Ben Graham’s First Worst Memory (#2)

I was sixteen the summer my Grandpa Ben invited me to join him on a cruise from Genoa, Italy to Istanbul and the Black Sea. On shipboard, he taught me his “pick-a-card-any-card” trick. After prompting a volunteer to pick a card and keep it out of sight, you had to go through the deck, simultaneously adding the card’s face value and suit. Grandpa had a way of rapidly moving his foot up and down to keep count. In sixty seconds or less, he would coolly name the missing card. Twice, the ship’s captain joined his admiring audience. I took many arduous minutes to do the same math that Grandpa Ben accomplished effortlessly.
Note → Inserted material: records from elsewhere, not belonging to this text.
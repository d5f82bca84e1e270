//! Core types shared by the pipeline components

use crate::error::{ErrorKind, PipelineError};
use crate::stage::{Command, Stage};
use avsync_common::fingerprint::fingerprint;
use chrono::{DateTime, Utc};
use serde::{Deserialize, Serialize};
use serde_json::{Map, Value};
use std::fmt;
use thiserror::Error;
use uuid::Uuid;

/// Identifier of a row in the target store
pub type TargetId = i64;

/// Point in source time up to which a stage is known to be synchronised
pub type Watermark = DateTime<Utc>;

#[derive(Debug, Error)]
#[error("Invalid operator '{0}': use lowercase letters, digits, '-' or '_'")]
pub struct InvalidOperatorId(String);

/// Tenant identifier. Every record, checkpoint and run lock is scoped by it.
#[derive(Debug, Clone, PartialEq, Eq, Hash, PartialOrd, Ord, Serialize, Deserialize)]
#[serde(try_from = "String", into = "String")]
pub struct OperatorId(String);

impl OperatorId {
    pub fn new(value: impl Into<String>) -> Result<Self, InvalidOperatorId> {
        let value = value.into();
        let valid = !value.is_empty()
            && value
                .chars()
                .all(|c| c.is_ascii_lowercase() || c.is_ascii_digit() || c == '-' || c == '_');
        if valid {
            Ok(Self(value))
        } else {
            Err(InvalidOperatorId(value))
        }
    }

    pub fn as_str(&self) -> &str {
        &self.0
    }
}

impl fmt::Display for OperatorId {
    fn fmt(&self, f: &mut fmt::Formatter<'_>) -> fmt::Result {
        f.write_str(&self.0)
    }
}

impl std::str::FromStr for OperatorId {
    type Err = InvalidOperatorId;

    fn from_str(s: &str) -> Result<Self, Self::Err> {
        Self::new(s)
    }
}

impl TryFrom<String> for OperatorId {
    type Error = InvalidOperatorId;

    fn try_from(value: String) -> Result<Self, Self::Error> {
        Self::new(value)
    }
}

impl From<OperatorId> for String {
    fn from(value: OperatorId) -> Self {
        value.0
    }
}

/// Time bounds of an extraction, both ends optional
#[derive(Debug, Clone, Copy, PartialEq, Eq, Default)]
pub struct ExtractionWindow {
    pub since: Option<DateTime<Utc>>,
    pub until: Option<DateTime<Utc>>,
}

impl ExtractionWindow {
    pub fn unbounded() -> Self {
        Self::default()
    }
}

/// One page of raw source records
#[derive(Debug, Clone)]
pub struct Page {
    pub number: u32,
    pub records: Vec<Value>,
    /// Shorter than the requested page size, nothing follows
    pub is_last: bool,
}

/// Normalised, reference-resolved record ready for upsert
#[derive(Debug, Clone, PartialEq, Serialize)]
pub struct CanonicalRecord {
    pub stage: Stage,
    pub natural_key: String,
    pub data: Value,
    pub fingerprint: String,
}

impl CanonicalRecord {
    pub fn new(stage: Stage, natural_key: impl Into<String>, data: Map<String, Value>) -> Self {
        let data = Value::Object(data);
        let fingerprint = fingerprint(&data);
        Self {
            stage,
            natural_key: natural_key.into(),
            data,
            fingerprint,
        }
    }
}

/// What an upsert did to one record
#[derive(Debug, Clone, Copy, PartialEq, Eq)]
pub enum UpsertOutcome {
    Inserted,
    Updated,
    Unchanged,
}

#[derive(Debug, Clone, PartialEq, Eq)]
pub struct AppliedRecord {
    pub natural_key: String,
    pub target_id: TargetId,
    pub outcome: UpsertOutcome,
}

/// Counters of one load
#[derive(Debug, Clone, Copy, Default, PartialEq, Eq, Serialize)]
pub struct LoadResult {
    pub inserted: u64,
    pub updated: u64,
    pub unchanged: u64,
    pub failed: u64,
}

impl LoadResult {
    pub fn record(&mut self, outcome: UpsertOutcome) {
        match outcome {
            UpsertOutcome::Inserted => self.inserted += 1,
            UpsertOutcome::Updated => self.updated += 1,
            UpsertOutcome::Unchanged => self.unchanged += 1,
        }
    }
}

/// Why a single record did not make it into the store
#[derive(Debug, Clone, PartialEq, Serialize)]
#[serde(rename_all = "camelCase")]
pub struct RecordFailure {
    pub natural_key: Option<String>,
    pub kind: ErrorKind,
    pub message: String,
}

/// Stored watermark of one (operator, stage)
#[derive(Debug, Clone, PartialEq, Eq, Serialize)]
#[serde(rename_all = "camelCase")]
pub struct Checkpoint {
    pub operator: OperatorId,
    pub stage: Stage,
    pub watermark: Watermark,
    pub updated_at: DateTime<Utc>,
}

// ============================================================================
// Run Results
// ============================================================================

#[derive(Debug, Clone, Copy, PartialEq, Eq, Serialize)]
#[serde(rename_all = "snake_case")]
pub enum RunStatus {
    Succeeded,
    PartiallyFailed,
    Failed,
}

impl RunStatus {
    pub fn as_str(&self) -> &'static str {
        match self {
            RunStatus::Succeeded => "succeeded",
            RunStatus::PartiallyFailed => "partially_failed",
            RunStatus::Failed => "failed",
        }
    }

    /// Process exit code for the boundary binary
    pub fn exit_code(&self) -> i32 {
        match self {
            RunStatus::Succeeded => 0,
            RunStatus::Failed => 1,
            RunStatus::PartiallyFailed => 2,
        }
    }
}

#[derive(Debug, Clone, Copy, PartialEq, Eq, Serialize)]
#[serde(rename_all = "snake_case")]
pub enum StageStatus {
    Succeeded,
    Failed,
    Cancelled,
}

#[derive(Debug, Clone, PartialEq, Serialize)]
#[serde(rename_all = "camelCase")]
pub struct ErrorReport {
    pub kind: ErrorKind,
    pub message: String,
}

impl From<&PipelineError> for ErrorReport {
    fn from(err: &PipelineError) -> Self {
        Self {
            kind: err.kind(),
            message: err.to_string(),
        }
    }
}

/// Outcome of one executed stage
#[derive(Debug, Clone, PartialEq, Serialize)]
#[serde(rename_all = "camelCase")]
pub struct StageResult {
    pub stage: Stage,
    pub status: StageStatus,
    pub inserted: u64,
    pub updated: u64,
    pub unchanged: u64,
    pub failed: u64,
    /// Records intentionally filtered out by the transformer
    pub skipped: u64,
    pub failure_samples: Vec<RecordFailure>,
    #[serde(skip_serializing_if = "Option::is_none")]
    pub error: Option<ErrorReport>,
}

impl StageResult {
    pub fn new(stage: Stage) -> Self {
        Self {
            stage,
            status: StageStatus::Succeeded,
            inserted: 0,
            updated: 0,
            unchanged: 0,
            failed: 0,
            skipped: 0,
            failure_samples: Vec::new(),
            error: None,
        }
    }

    pub fn add_load(&mut self, load: &LoadResult) {
        self.inserted += load.inserted;
        self.updated += load.updated;
        self.unchanged += load.unchanged;
        self.failed += load.failed;
    }

    /// Keep at most `limit` samples; the counter is maintained by the caller.
    pub fn sample_failure(&mut self, failure: RecordFailure, limit: usize) {
        if self.failure_samples.len() < limit {
            self.failure_samples.push(failure);
        }
    }

    pub fn fail(mut self, err: &PipelineError) -> Self {
        self.status = if matches!(err, PipelineError::Cancelled) {
            StageStatus::Cancelled
        } else {
            StageStatus::Failed
        };
        self.error = Some(ErrorReport::from(err));
        self
    }
}

/// Structured outcome of one run, always produced
#[derive(Debug, Clone, PartialEq, Serialize)]
#[serde(rename_all = "camelCase")]
pub struct RunResult {
    pub run_id: Uuid,
    pub operator: OperatorId,
    pub command: Command,
    /// Stage list the command resolved to, empty when resolution failed
    pub stages: Vec<Stage>,
    pub status: RunStatus,
    pub per_stage_results: Vec<StageResult>,
    #[serde(skip_serializing_if = "Option::is_none")]
    pub error: Option<ErrorReport>,
    pub started_at: DateTime<Utc>,
    pub ended_at: DateTime<Utc>,
}

impl RunResult {
    pub fn stage(&self, stage: Stage) -> Option<&StageResult> {
        self.per_stage_results.iter().find(|r| r.stage == stage)
    }
}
Otherwise, Grandpa Ben kept his brilliant mathematical mind and his investment savvy under wraps, all through three weeks of spirited dining room conversations. If he still heard the siren call of the stock market, he might have scribbled calculations on a napkin or explained to me why Mr. Market was moody. Instead, Grandpa Ben waxed eloquent about Odysseus, who once sailed the same waters as our cruise ship, facing such dangers as the seductive nymph Calypso and the monster Scylla. No mythical creatures assailed us, just a missed opportunity for me. I passed up the chance to get to know my Grandpa Ben better during the cruise, spending most of my time with the bass guitarist in the ship’s rock band. Grandpa Ben didn’t seem to mind. He spent his days on a teak steamer chair, scrawling his memoirs in longhand on a sheaf of typewriter paper. He called his work in progress “Things I Remember.”
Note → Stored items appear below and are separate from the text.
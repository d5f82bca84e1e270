//! Personnel, duty categories and personnel events

use super::fields::{Fields, Record};
use super::Normalised;
use crate::config::TransformConfig;
use crate::error::RecordError;
use crate::lookup::LookupCache;
use crate::stage::Stage;
use chrono::{Datelike, NaiveDate, Utc};
use serde_json::Value;

pub(super) fn crew_member(
    fields: &Fields<'_>,
    _: &LookupCache,
    config: &TransformConfig,
) -> Normalised {
    let first_name = fields.text("firstName");
    let last_name = fields.text("lastName");

    let joined = [first_name.as_deref(), last_name.as_deref()]
        .into_iter()
        .flatten()
        .collect::<Vec<_>>()
        .join(" ");
    let name = if joined.is_empty() {
        fields
            .text("fullName")
            .ok_or_else(|| RecordError::validation("fullName", "crew member has no name"))?
    } else {
        joined
    };

    let code = fields
        .text("employeeId")
        .or_else(|| fields.text("code"))
        .or_else(|| crew_code(first_name.as_deref(), last_name.as_deref()));

    let date_of_birth = fields.date("dateOfBirth")?;
    let is_senior = date_of_birth
        .map(|dob| age_on(dob, Utc::now().date_naive()) >= i64::from(config.senior_age_threshold))
        .unwrap_or(false);

    let is_active = match fields.flag("active")? {
        Some(active) => active,
        None => fields.flag("isActive")?.unwrap_or(true),
    };

    let record = Record::new()
        .set("name", name)
        .set_opt("first_name", first_name)
        .set_opt("last_name", last_name)
        .set_opt("code", code)
        .set_opt("home_base", fields.upper("homebaseAirport"))
        .set("is_active", is_active)
        .set("is_senior", is_senior);
    Ok(Some(record.into_map()))
}

/// First three letters of the last name plus the first initial, upper-cased.
fn crew_code(first_name: Option<&str>, last_name: Option<&str>) -> Option<String> {
    let last: String = last_name?.chars().filter(|c| c.is_alphabetic()).take(3).collect();
    let initial = first_name?.chars().find(|c| c.is_alphabetic())?;
    if last.is_empty() {
        return None;
    }
    Some(format!("{last}{initial}").to_uppercase())
}

fn age_on(birth: NaiveDate, today: NaiveDate) -> i64 {
    let mut age = i64::from(today.year() - birth.year());
    if (today.month(), today.day()) < (birth.month(), birth.day()) {
        age -= 1;
    }
    age
}

/// Duty categories are available unless the source or the configured
/// override says otherwise.
pub(super) fn duty_category(
    fields: &Fields<'_>,
    _: &LookupCache,
    config: &TransformConfig,
) -> Normalised {
    let code = fields.required_text("code")?;
    let description = fields
        .text("description")
        .or_else(|| fields.text("name"))
        .unwrap_or_else(|| code.clone());

    let flagged = match fields.flag("isAvailable")? {
        Some(available) => available,
        None => fields.flag("available")?.unwrap_or(true),
    };
    let is_available = flagged && !config.is_listed_unavailable(&code);

    let record = Record::new()
        .set("code", code)
        .set("description", description)
        .set("is_available", is_available);
    Ok(Some(record.into_map()))
}

pub(super) fn personnel_event(
    fields: &Fields<'_>,
    lookups: &LookupCache,
    config: &TransformConfig,
) -> Normalised {
    let event_type = fields.text("eventType");
    let category = fields.text("dutyEventCategory");

    // Only unavailability is synchronised
    let unavailable = event_type.as_deref() == Some("hardDayOff")
        || category.as_deref().is_some_and(|code| {
            config.is_listed_unavailable(code)
                || lookups
                    .field(Stage::DutyCategories, code)
                    .and_then(Value::as_bool)
                    == Some(false)
        });
    if !unavailable {
        return Ok(None);
    }

    let crew_id = fields.reference("personnelID", Stage::Crew, lookups)?;
    let start = fields.required_timestamp("startDateTimeUTC")?;
    let end = fields.required_timestamp("endDateTimeUTC")?;
    if end < start {
        return Err(RecordError::validation("endDateTimeUTC", "ends before it starts"));
    }

    let record = Record::new()
        .set("crew_id", crew_id)
        .set_opt("crew_name", fields.text("personnelName"))
        .set_opt("event_type", event_type)
        .set_opt("category", category)
        .set_time("start_time", Some(start))
        .set_time("end_time", Some(end))
        .set("is_unavailable", true)
        .set_time("source_updated_at", fields.timestamp("lastUpdatedDate")?);
    Ok(Some(record.into_map()))
}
Benjamin Graham: The Memoirs of the Dean of Wall Street was published in 1996 by Harcourt Brace, twenty-two years after Ben’s death and nearly thirty years after I’d been his companion on the cruise while he penned the manuscript. He had wanted “Things I Remember” to be published, and it took his adult children a long time to make that happen. When my mother handed me a newly minted copy, I felt a pang of loss. There was my Grandpa Ben, smiling at me from the cover. Suddenly I missed him terribly. I was excited to see what he had written on the cruise, when I could have asked him anything and asked him nothing.
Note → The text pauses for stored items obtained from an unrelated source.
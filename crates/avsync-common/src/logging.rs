//! Logging configuration and initialization
//!
//! All avsync binaries log through `tracing`. This module owns the one place
//! where a global subscriber is installed:
//!
//! - console output goes to stderr so that stdout stays free for run results
//! - file output rotates daily under a per-operator directory
//! - text or JSON formatting, level and extra directives from the environment
//!
//! Library code only emits events, with structured fields:
//!
//! ```rust
//! use tracing::info;
//!
//! let stage = "aircraft";
//! info!(stage = %stage, inserted = 3, "Stage committed");
//! ```
//!
//! # Example
//!
//! ```no_run
//! use avsync_common::logging::{init_logging, LogConfig};
//!
//! fn main() -> anyhow::Result<()> {
//!     let config = LogConfig::for_operator("acme").with_env_overrides()?;
//!     let _guard = init_logging(&config)?;
//!     tracing::info!("Pipeline starting");
//!     Ok(())
//! }
//! ```

use anyhow::{Context, Result};
use serde::{Deserialize, Serialize};
use std::path::{Path, PathBuf};
use tracing::{Level, Subscriber};
use tracing_appender::non_blocking::WorkerGuard;
use tracing_subscriber::{
    fmt::{self, format::FmtSpan, MakeWriter},
    layer::SubscriberExt,
    registry::LookupSpan,
    util::SubscriberInitExt,
    EnvFilter, Layer,
};

/// Log level for filtering messages
#[derive(Debug, Clone, Copy, PartialEq, Eq, Serialize, Deserialize, Default)]
#[serde(rename_all = "lowercase")]
pub enum LogLevel {
    Trace,
    Debug,
    #[default]
    Info,
    Warn,
    Error,
}

impl LogLevel {
    pub fn to_tracing_level(self) -> Level {
        match self {
            LogLevel::Trace => Level::TRACE,
            LogLevel::Debug => Level::DEBUG,
            LogLevel::Info => Level::INFO,
            LogLevel::Warn => Level::WARN,
            LogLevel::Error => Level::ERROR,
        }
    }
}

impl std::str::FromStr for LogLevel {
    type Err = anyhow::Error;

    fn from_str(s: &str) -> std::result::Result<Self, Self::Err> {
        match s.trim().to_lowercase().as_str() {
            "trace" => Ok(LogLevel::Trace),
            "debug" => Ok(LogLevel::Debug),
            "info" => Ok(LogLevel::Info),
            "warn" | "warning" => Ok(LogLevel::Warn),
            "error" => Ok(LogLevel::Error),
            other => Err(anyhow::anyhow!("Invalid log level: {}", other)),
        }
    }
}

/// Where log lines are written
#[derive(Debug, Clone, Copy, PartialEq, Eq, Serialize, Deserialize, Default)]
#[serde(rename_all = "lowercase")]
pub enum LogOutput {
    #[default]
    Console,
    File,
    Both,
}

impl LogOutput {
    fn console(self) -> bool {
        matches!(self, LogOutput::Console | LogOutput::Both)
    }

    fn file(self) -> bool {
        matches!(self, LogOutput::File | LogOutput::Both)
    }
}

impl std::str::FromStr for LogOutput {
    type Err = anyhow::Error;

    fn from_str(s: &str) -> std::result::Result<Self, Self::Err> {
        match s.trim().to_lowercase().as_str() {
            "console" | "stderr" => Ok(LogOutput::Console),
            "file" => Ok(LogOutput::File),
            "both" | "all" => Ok(LogOutput::Both),
            other => Err(anyhow::anyhow!("Invalid log output: {}", other)),
        }
    }
}

#[derive(Debug, Clone, Copy, PartialEq, Eq, Serialize, Deserialize, Default)]
#[serde(rename_all = "lowercase")]
pub enum LogFormat {
    #[default]
    Text,
    Json,
}

impl std::str::FromStr for LogFormat {
    type Err = anyhow::Error;

    fn from_str(s: &str) -> std::result::Result<Self, Self::Err> {
        match s.trim().to_lowercase().as_str() {
            "text" | "pretty" => Ok(LogFormat::Text),
            "json" => Ok(LogFormat::Json),
            other => Err(anyhow::anyhow!("Invalid log format: {}", other)),
        }
    }
}

/// Logging configuration
#[derive(Debug, Clone, Serialize, Deserialize)]
pub struct LogConfig {
    pub level: LogLevel,
    pub output: LogOutput,
    pub format: LogFormat,

    /// Directory for rolling files, only used when `output` includes a file
    pub log_dir: PathBuf,

    /// File name prefix ("avsync" -> "avsync.2024-01-18")
    pub log_file_prefix: String,

    /// Extra filter directives, e.g. "sqlx=warn,reqwest=info"
    pub filter_directives: Option<String>,

    pub include_targets: bool,
}

impl Default for LogConfig {
    fn default() -> Self {
        Self {
            level: LogLevel::Info,
            output: LogOutput::Console,
            format: LogFormat::Text,
            log_dir: PathBuf::from("./logs"),
            log_file_prefix: "avsync".to_string(),
            filter_directives: Some("sqlx=warn".to_string()),
            include_targets: true,
        }
    }
}

impl LogConfig {
    /// Defaults with files under `logs/<operator>/`.
    pub fn for_operator(operator: &str) -> Self {
        Self {
            log_dir: Path::new("./logs").join(operator),
            output: LogOutput::Both,
            ..Self::default()
        }
    }

    pub fn builder() -> LogConfigBuilder {
        LogConfigBuilder::default()
    }

    /// Apply `LOG_LEVEL`, `LOG_OUTPUT`, `LOG_FORMAT`, `LOG_DIR`,
    /// `LOG_FILE_PREFIX` and `LOG_FILTER` on top of this configuration.
    pub fn with_env_overrides(mut self) -> Result<Self> {
        if let Ok(level) = std::env::var("LOG_LEVEL") {
            self.level = level.parse()?;
        }
        if let Ok(output) = std::env::var("LOG_OUTPUT") {
            self.output = output.parse()?;
        }
        if let Ok(format) = std::env::var("LOG_FORMAT") {
            self.format = format.parse()?;
        }
        if let Ok(dir) = std::env::var("LOG_DIR") {
            self.log_dir = PathBuf::from(dir);
        }
        if let Ok(prefix) = std::env::var("LOG_FILE_PREFIX") {
            self.log_file_prefix = prefix;
        }
        if let Ok(filter) = std::env::var("LOG_FILTER") {
            self.filter_directives = Some(filter);
        }
        Ok(self)
    }

    fn env_filter(&self) -> Result<EnvFilter> {
        let mut filter = EnvFilter::builder()
            .with_default_directive(self.level.to_tracing_level().into())
            .from_env_lossy();

        if let Some(directives) = &self.filter_directives {
            for directive in directives.split(',').map(str::trim).filter(|d| !d.is_empty()) {
                filter = filter.add_directive(
                    directive
                        .parse()
                        .with_context(|| format!("Failed to parse filter directive '{directive}'"))?,
                );
            }
        }

        Ok(filter)
    }
}

#[derive(Default)]
pub struct LogConfigBuilder {
    config: LogConfig,
}

impl LogConfigBuilder {
    pub fn level(mut self, level: LogLevel) -> Self {
        self.config.level = level;
        self
    }

    pub fn output(mut self, output: LogOutput) -> Self {
        self.config.output = output;
        self
    }

    pub fn format(mut self, format: LogFormat) -> Self {
        self.config.format = format;
        self
    }

    pub fn log_dir(mut self, dir: impl Into<PathBuf>) -> Self {
        self.config.log_dir = dir.into();
        self
    }

    pub fn log_file_prefix(mut self, prefix: impl Into<String>) -> Self {
        self.config.log_file_prefix = prefix.into();
        self
    }

    pub fn filter_directives(mut self, filter: impl Into<String>) -> Self {
        self.config.filter_directives = Some(filter.into());
        self
    }

    pub fn build(self) -> LogConfig {
        self.config
    }
}

/// Keeps the non-blocking file writer flushing until dropped.
#[must_use = "dropping the guard stops file logging"]
pub struct LoggingGuard {
    _file: Option<WorkerGuard>,
}

/// Install the global subscriber. Call once, at startup.
pub fn init_logging(config: &LogConfig) -> Result<LoggingGuard> {
    let filter = config.env_filter()?;

    let console = config
        .output
        .console()
        .then(|| fmt_layer(config, std::io::stderr, true));

    let (file, guard) = if config.output.file() {
        let dir = ensure_log_dir(&config.log_dir)?;
        let appender = tracing_appender::rolling::daily(dir, &config.log_file_prefix);
        let (writer, guard) = tracing_appender::non_blocking(appender);
        (Some(fmt_layer(config, writer, false)), Some(guard))
    } else {
        (None, None)
    };

    tracing_subscriber::registry()
        .with(filter)
        .with(console)
        .with(file)
        .try_init()
        .context("Failed to install tracing subscriber")?;

    Ok(LoggingGuard { _file: guard })
}

fn fmt_layer<S, W>(config: &LogConfig, writer: W, ansi: bool) -> Box<dyn Layer<S> + Send + Sync>
where
    S: Subscriber + for<'a> LookupSpan<'a>,
    W: for<'w> MakeWriter<'w> + Send + Sync + 'static,
{
    let layer = fmt::layer()
        .with_writer(writer)
        .with_target(config.include_targets)
        .with_ansi(ansi)
        .with_span_events(FmtSpan::CLOSE);

    match config.format {
        LogFormat::Text => layer.boxed(),
        LogFormat::Json => layer.json().boxed(),
    }
}

fn ensure_log_dir(dir: &Path) -> Result<&Path> {
    std::fs::create_dir_all(dir)
        .with_context(|| format!("Failed to create log directory {}", dir.display()))?;
    Ok(dir)
}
I opened the book to the photographs, and found the adorable portrait of Ben (the youngest, age two) and his brothers Leon and Victor, shown at the top of this post. I was struck by the boys’ charming heads of curly dark hair, their white socks and girlish Mary Janes; my grandfather’s sweet vulnerable face appealed to me from a century ago. Grandpa Ben had a different response to the portrait, which had hung on a wall in his family’s home. He was embarrassed to be shown wearing “skirts,” a customary convenience for boys in diapers in 1896:

“But woe and indignity to me! Instead of the masculine short pants worn by my older brothers, I am captured for posterity in short skirts.” Benjamin Graham

Next I turned to Chapter One and enjoyed Grandpa Ben’s recollection of waking up, at age five and a half, to the news that he and his brothers were witnessing the turn of the 20th century. From this festive New York moment, Ben moves back in time to his birth in London, and forward again to the words his mother spoke to her littlest boy, circa 1900, that stuck with him all his life, ready to spill out—sharp as arrows—the moment he sat down to write “Things I Remember”:

“My mother was quite explicit on one point: I had grievously disappointed her by being a boy. After one still-born son and two other male offspring, her heart was set on a daughter. She had no hesitation in telling me that her first impulse was to ‘throw me out the window.’” Benjamin Graham

Grandpa Ben’s mother told him she had had the impulse to kill him at birth! That verbal blow must have struck Ben hard. A hundred years later, my great-grandmother Dorothy’s revelation gives me an emotional wallop. Her words call up my own childhood memories of feeling unworthy and unwanted. Ben Graham felt that, too; I’m sure of it.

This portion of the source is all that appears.